4760 Jia-xiang

Discovery
- Discovered by: Harvard College Obs.
- Discovery site: Oak Ridge Obs.
- Discovery date: 1 April 1981

Designations
- Named after: Zhang Jiaxiang (Chinese astronomer)
- Alternative designations: 1981 GN_{1} · 1981 GP_{1} 1982 SE_{5}
- Minor planet category: main-belt · (inner) background

Orbital characteristics
- Epoch 23 March 2018 (JD 2458200.5)
- Uncertainty parameter 0
- Observation arc: 62.47 yr (22,817 d)
- Aphelion: 2.6236 AU
- Perihelion: 2.0279 AU
- Semi-major axis: 2.3258 AU
- Eccentricity: 0.1281
- Orbital period (sidereal): 3.55 yr (1,296 d)
- Mean anomaly: 37.063°
- Mean motion: 0° 16^{m} 40.44^{s} / day
- Inclination: 9.8513°
- Longitude of ascending node: 177.82°
- Argument of perihelion: 130.44°

Physical characteristics
- Mean diameter: 4.71 km (calculated) 4.79±1.41 km 5.137±0.036 km 5.16±1.28 km
- Synodic rotation period: 14.96±0.0006 h 14.9601 h
- Geometric albedo: 0.13±0.06 0.20 (assumed) 0.21±0.15 0.227±0.042 0.2275±0.0418
- Spectral type: S (assumed)
- Absolute magnitude (H): 13.56±0.40 · 13.7 · 13.90 · 14.0 · 14.29

= 4760 Jia-xiang =

Background asteroid from the inner regions of the asteroid belt

4760 Jia-xiang, provisional designation , is a background asteroid from the inner regions of the asteroid belt, approximately 5 km in diameter. It was discovered on 1 April 1981, by astronomers at Harvard University's Oak Ridge Observatory in Massachusetts, United States. The presumed stony S-type asteroid was named after Chinese astronomer Zhang Jiaxiang. It has a rotation period of 14.96 hours.

== Orbit and classification ==

Jia-xiang is a non-family asteroid from the main belt's background population. It orbits the Sun in the inner main-belt at a distance of 2.0–2.6 AU once every 3 years and 7 months (1,296 days; semi-major axis of 2.33 AU). Its orbit has an eccentricity of 0.13 and an inclination of 10° with respect to the ecliptic. The body's observation arc begins with a precovery taken at Palomar Observatory in January 1955, or 26 years prior to its official discovery observation at Oak Ridge.
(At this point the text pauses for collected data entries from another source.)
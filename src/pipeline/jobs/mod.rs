pub mod orchestrator;
pub mod pool;

pub use orchestrator::*;
pub use pool::*;

use std::path::PathBuf;

use chrono::{DateTime, Utc};
use serde::{Deserialize, Serialize};
use thiserror::Error;

use crate::pipeline::processor::FileClassification;

#[derive(Error, Debug)]
pub enum JobError {
    #[error("Batch {0} is already processing")]
    ConflictInProgress(String),

    #[error("Batch not found: {0}")]
    SessionNotFound(String),

    #[error("Internal lock error")]
    LockPoisoned,

    #[error("Worker pool is shut down")]
    PoolClosed,
}

#[derive(Debug, Clone, Copy, PartialEq, Eq, Serialize, Deserialize)]
#[serde(rename_all = "snake_case")]
pub enum JobStatus {
    Processing,
    Completed,
    Failed,
}

impl JobStatus {
    pub fn as_str(&self) -> &'static str {
        match self {
            Self::Processing => "processing",
            Self::Completed => "completed",
            Self::Failed => "failed",
        }
    }

    pub fn is_terminal(&self) -> bool {
        !matches!(self, Self::Processing)
    }
}

impl std::fmt::Display for JobStatus {
    fn fmt(&self, f: &mut std::fmt::Formatter<'_>) -> std::fmt::Result {
        f.write_str(self.as_str())
    }
}

/// What a batch classifies.
#[derive(Debug, Clone, PartialEq, Eq, Serialize, Deserialize)]
#[serde(rename_all = "snake_case")]
pub enum BatchSource {
    /// Explicit files, processed in the given order.
    Files(Vec<PathBuf>),
    /// Every regular file in a folder, by name. Listed by the worker.
    Folder(PathBuf),
}

/// One batch run. Only its worker mutates it once submitted.
#[derive(Debug, Clone)]
pub struct Job {
    pub batch_id: String,
    pub status: JobStatus,
    pub progress: usize,
    pub total: usize,
    pub results: Vec<FileClassification>,
    pub error: Option<String>,
    pub started_at: DateTime<Utc>,
    pub finished_at: Option<DateTime<Utc>>,
}

impl Job {
    fn new(batch_id: &str, total: usize) -> Self {
        Self {
            batch_id: batch_id.to_string(),
            status: JobStatus::Processing,
            progress: 0,
            total,
            results: Vec::new(),
            error: None,
            started_at: Utc::now(),
            finished_at: None,
        }
    }

    pub fn snapshot(&self) -> JobSnapshot {
        JobSnapshot {
            batch_id: self.batch_id.clone(),
            status: self.status,
            progress: self.progress,
            total: self.total,
            results: (self.status == JobStatus::Completed).then(|| self.results.clone()),
            error: self.error.clone(),
        }
    }
}

/// Polling view of a job. Results are only exposed once it completed.
#[derive(Debug, Clone, PartialEq, Serialize, Deserialize)]
pub struct JobSnapshot {
    pub batch_id: String,
    pub status: JobStatus,
    pub progress: usize,
    pub total: usize,
    #[serde(default, skip_serializing_if = "Option::is_none")]
    pub results: Option<Vec<FileClassification>>,
    #[serde(default, skip_serializing_if = "Option::is_none")]
    pub error: Option<String>,
}

/// Returned when a batch is accepted.
#[derive(Debug, Clone, PartialEq, Eq, Serialize, Deserialize)]
pub struct SubmitReceipt {
    pub batch_id: String,
    pub status: JobStatus,
    pub message: String,
}

#[cfg(test)]
mod tests {
    use super::*;

    #[test]
    fn processing_snapshot_hides_results() {
        let mut job = Job::new("S1", 2);
        job.progress = 1;
        let snap = job.snapshot();
        assert_eq!(snap.status, JobStatus::Processing);
        assert!(snap.results.is_none());

        job.status = JobStatus::Completed;
        assert_eq!(job.snapshot().results, Some(Vec::new()));
    }

    #[test]
    fn status_serializes_snake_case() {
        assert_eq!(serde_json::to_string(&JobStatus::Processing).unwrap(), "\"processing\"");
        assert!(JobStatus::Failed.is_terminal());
        assert!(!JobStatus::Processing.is_terminal());
    }

    #[test]
    fn error_messages() {
        assert_eq!(JobError::ConflictInProgress("S1".into()).to_string(), "Batch S1 is already processing");
        assert_eq!(JobError::SessionNotFound("x".into()).to_string(), "Batch not found: x");
    }
}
== Physical characteristics ==

=== Rotation period ===

In 2017, two rotational lightcurves of Jia-xiang were obtained from photometric observations by Czech astronomer Petr Pravec at Ondřejov Observatory. Lightcurve analysis gave a rotation period of 14.96 and 14.9601 hours with a brightness amplitude of 0.55 and 0.63 magnitude, respectively (U=3/3).
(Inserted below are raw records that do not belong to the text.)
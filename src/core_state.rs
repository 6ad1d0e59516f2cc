//! Transport-agnostic service state.
//!
//! `CoreState` owns the pattern store and the job orchestrator and is the
//! single entry point for the CLI or any outer layer: batch submission,
//! polling, feedback, corrections and reporting.

use std::path::Path;
use std::sync::Arc;

use crate::config::{self, ClassifierConfig};
use crate::db::DatabaseError;
use crate::pipeline::arbitration::{
    DecisionArbitrator, OllamaClassifier, PeoplePhotoDetector, RemoteClassifier, RemoteError,
};
use crate::pipeline::categories::CategoryCatalog;
use crate::pipeline::extraction::{ExtractionCache, PlainTextExtractor, TextExtractor};
use crate::pipeline::jobs::{BatchSource, JobError, JobOrchestrator, JobSnapshot, SubmitReceipt};
use crate::pipeline::learning::{
    apply_feedback, FeedbackError, FeedbackReceipt, FeedbackRequest, PatternStore, PatternStoreError,
    PerformanceReport,
};
use crate::pipeline::processor::DocumentProcessor;

// ═══════════════════════════════════════════════════════════
// Errors
// ═══════════════════════════════════════════════════════════

#[derive(Debug, thiserror::Error)]
pub enum CoreError {
    #[error("Database error: {0}")]
    Database(#[from] DatabaseError),
    #[error("Pattern store error: {0}")]
    PatternStore(#[from] PatternStoreError),
    #[error("{0}")]
    Job(#[from] JobError),
    #[error("{0}")]
    Feedback(#[from] FeedbackError),
    #[error("Remote classifier error: {0}")]
    Remote(#[from] RemoteError),
    #[error("Serialization error: {0}")]
    Serialization(#[from] serde_json::Error),
}

// ═══════════════════════════════════════════════════════════
// CoreState
// ═══════════════════════════════════════════════════════════

/// Optional collaborators plugged into the arbitrator.
#[derive(Default)]
pub struct Oracles {
    pub remote: Option<Arc<dyn RemoteClassifier>>,
    pub photo_detector: Option<Arc<dyn PeoplePhotoDetector>>,
}

pub struct CoreState {
    config: ClassifierConfig,
    store: Arc<PatternStore>,
    orchestrator: JobOrchestrator,
}

impl CoreState {
    /// Service backed by the pattern database at `config::patterns_db_path()`.
    pub fn open_default(config: ClassifierConfig) -> Result<Self, CoreError> {
        let path = config::patterns_db_path();
        if let Some(parent) = path.parent() {
            std::fs::create_dir_all(parent).map_err(DatabaseError::from)?;
        }
        Self::open(config, &path)
    }

    /// Service backed by the pattern database at `db_path`, with the
    /// plain-text extractor and, when configured, the Ollama classifier.
    pub fn open(config: ClassifierConfig, db_path: &Path) -> Result<Self, CoreError> {
        let store = Arc::new(PatternStore::open(db_path)?);
        let remote = OllamaClassifier::from_config(&config)?.map(|c| Arc::new(c) as Arc<dyn RemoteClassifier>);
        tracing::info!(db = %db_path.display(), remote = remote.is_some(), "Pattern store opened");
        Ok(Self::with_components(
            config,
            store,
            Arc::new(PlainTextExtractor),
            Oracles {
                remote,
                photo_detector: None,
            },
        ))
    }

    pub fn with_components(
        config: ClassifierConfig,
        store: Arc<PatternStore>,
        extractor: Arc<dyn TextExtractor>,
        oracles: Oracles,
    ) -> Self {
        let mut arbitrator = DecisionArbitrator::new(Arc::clone(&store), CategoryCatalog::default()).with_config(&config);
        if let Some(remote) = oracles.remote {
            arbitrator = arbitrator.with_remote(remote);
        }
        if let Some(detector) = oracles.photo_detector {
            arbitrator = arbitrator.with_photo_detector(detector);
        }

        let processor = DocumentProcessor::new(
            Arc::new(ExtractionCache::from_config(&config)),
            extractor,
            Arc::new(arbitrator),
        );
        let orchestrator = JobOrchestrator::new(Arc::new(processor), config.worker_threads);

        Self {
            config,
            store,
            orchestrator,
        }
    }

    pub fn config(&self) -> &ClassifierConfig {
        &self.config
    }

    pub fn store(&self) -> &Arc<PatternStore> {
        &self.store
    }

    // ── Batches ─────────────────────────────────────────────

    pub fn submit_batch(&self, batch_id: &str, source: BatchSource) -> Result<SubmitReceipt, CoreError> {
        Ok(self.orchestrator.submit(batch_id, source)?)
    }

    pub fn batch_status(&self, batch_id: &str) -> Result<JobSnapshot, CoreError> {
        Ok(self.orchestrator.status(batch_id)?)
    }

    // ── Learning ────────────────────────────────────────────

    pub fn submit_feedback(&self, request: FeedbackRequest) -> Result<FeedbackReceipt, CoreError> {
        let feedback = request.validate()?;
        Ok(apply_feedback(&self.store, &feedback)?)
    }

    /// Correct the latest verdict for `filename`. `None` when the file was
    /// never classified.
    pub fn record_correction(&self, filename: &str, category: &str) -> Result<Option<usize>, CoreError> {
        let filename = filename.trim();
        let category = category.trim().to_lowercase();
        if filename.is_empty() || category.is_empty() {
            return Err(FeedbackError::Validation("filename and category are required".into()).into());
        }
        Ok(self.store.record_correction(filename, &category)?)
    }

    pub fn performance_report(&self) -> Result<PerformanceReport, CoreError> {
        Ok(self.store.performance_report()?)
    }
}

#[cfg(test)]
mod tests {
    use super::*;
    use std::time::Duration;

    use crate::pipeline::arbitration::{DecisionMethod, MockPhotoDetector};
    use crate::pipeline::jobs::JobStatus;

    fn state() -> CoreState {
        CoreState::with_components(
            ClassifierConfig::default(),
            Arc::new(PatternStore::in_memory().unwrap()),
            Arc::new(PlainTextExtractor),
            Oracles::default(),
        )
    }

    fn wait_terminal(state: &CoreState, batch_id: &str) -> JobSnapshot {
        for _ in 0..1000 {
            let snap = state.batch_status(batch_id).unwrap();
            if snap.status.is_terminal() {
                return snap;
            }
            std::thread::sleep(Duration::from_millis(5));
        }
        panic!("batch {batch_id} did not finish");
    }

    #[test]
    fn folder_batch_end_to_end() {
        let dir = tempfile::tempdir().unwrap();
        std::fs::write(dir.path().join("cemig_janeiro.txt"), "Conta de energia elétrica - 150 kWh").unwrap();
        std::fs::write(dir.path().join("notas.txt"), "lembrar de comprar pão").unwrap();

        let state = state();
        state.submit_batch("S1", BatchSource::Folder(dir.path().to_path_buf())).unwrap();
        let snap = wait_terminal(&state, "S1");

        assert_eq!(snap.status, JobStatus::Completed);
        let results = snap.results.unwrap();
        assert_eq!(results[0].result.category, "conta_luz");
        assert_eq!(results[0].result.method, DecisionMethod::RulesOnly);

        let report = state.performance_report().unwrap();
        assert_eq!(report.total_classifications, 2);
    }

    #[test]
    fn feedback_validation_surfaces() {
        let err = state().submit_feedback(FeedbackRequest::default()).unwrap_err();
        assert!(matches!(err, CoreError::Feedback(FeedbackError::Validation(_))));
    }

    #[test]
    fn feedback_moves_learning() {
        let state = state();
        let request = FeedbackRequest {
            filename: Some("fatura123.pdf".into()),
            category: Some("energia".into()),
            positive: Some(true),
        };
        let receipt = state.submit_feedback(request).unwrap();
        assert_eq!(receipt.patterns_affected, 3);

        let suggestion = state.store().suggest("fatura123.pdf", "").unwrap().unwrap();
        assert_eq!(suggestion.category, "energia");
        assert_eq!(state.performance_report().unwrap().positive_feedback, 1);
    }

    #[test]
    fn correction_requires_history() {
        let state = state();
        assert_eq!(state.record_correction("never_seen.pdf", "rg").unwrap(), None);
        assert!(state.record_correction(" ", "rg").is_err());
    }

    #[test]
    fn unknown_batch_is_not_found() {
        let err = state().batch_status("missing").unwrap_err();
        assert!(matches!(err, CoreError::Job(JobError::SessionNotFound(_))));
    }

    #[test]
    fn photo_detector_is_wired() {
        let dir = tempfile::tempdir().unwrap();
        std::fs::write(dir.path().join("IMG_2024.jpg"), b"\xff\xd8").unwrap();

        let state = CoreState::with_components(
            ClassifierConfig::default(),
            Arc::new(PatternStore::in_memory().unwrap()),
            Arc::new(PlainTextExtractor),
            Oracles {
                remote: None,
                photo_detector: Some(Arc::new(MockPhotoDetector::new(Some(0.95)))),
            },
        );
        state.submit_batch("P", BatchSource::Folder(dir.path().to_path_buf())).unwrap();
        let results = wait_terminal(&state, "P").results.unwrap();
        assert_eq!(results[0].result.method, DecisionMethod::PeoplePhoto);
    }

    #[test]
    fn open_persists_across_instances() {
        let dir = tempfile::tempdir().unwrap();
        let db = dir.path().join("learning_data.db");
        {
            let state = CoreState::open(ClassifierConfig::default(), &db).unwrap();
            state.store().reinforce_positive("contrato_2024.pdf", "contrato").unwrap();
        }
        let state = CoreState::open(ClassifierConfig::default(), &db).unwrap();
        assert_eq!(state.performance_report().unwrap().positive_feedback, 1);
    }
}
=== Diameter and albedo ===

According to the survey carried out by the NEOWISE mission of NASA's Wide-field Infrared Survey Explorer, Jia-xiang measures between 4.79 and 5.16 kilometers in diameter and its surface has an albedo between 0.13 and 0.2275.

The Collaborative Asteroid Lightcurve Link assumes an albedo of 0.20 and calculates a diameter of 4.71 kilometers based on an absolute magnitude of 14.0.

== Naming ==

This minor planet was named after Chinese astronomer Zhang Jiaxiang (born 1932). The official naming citation was published by the Minor Planet Center on 21 November 1991 (M.P.C. 19339).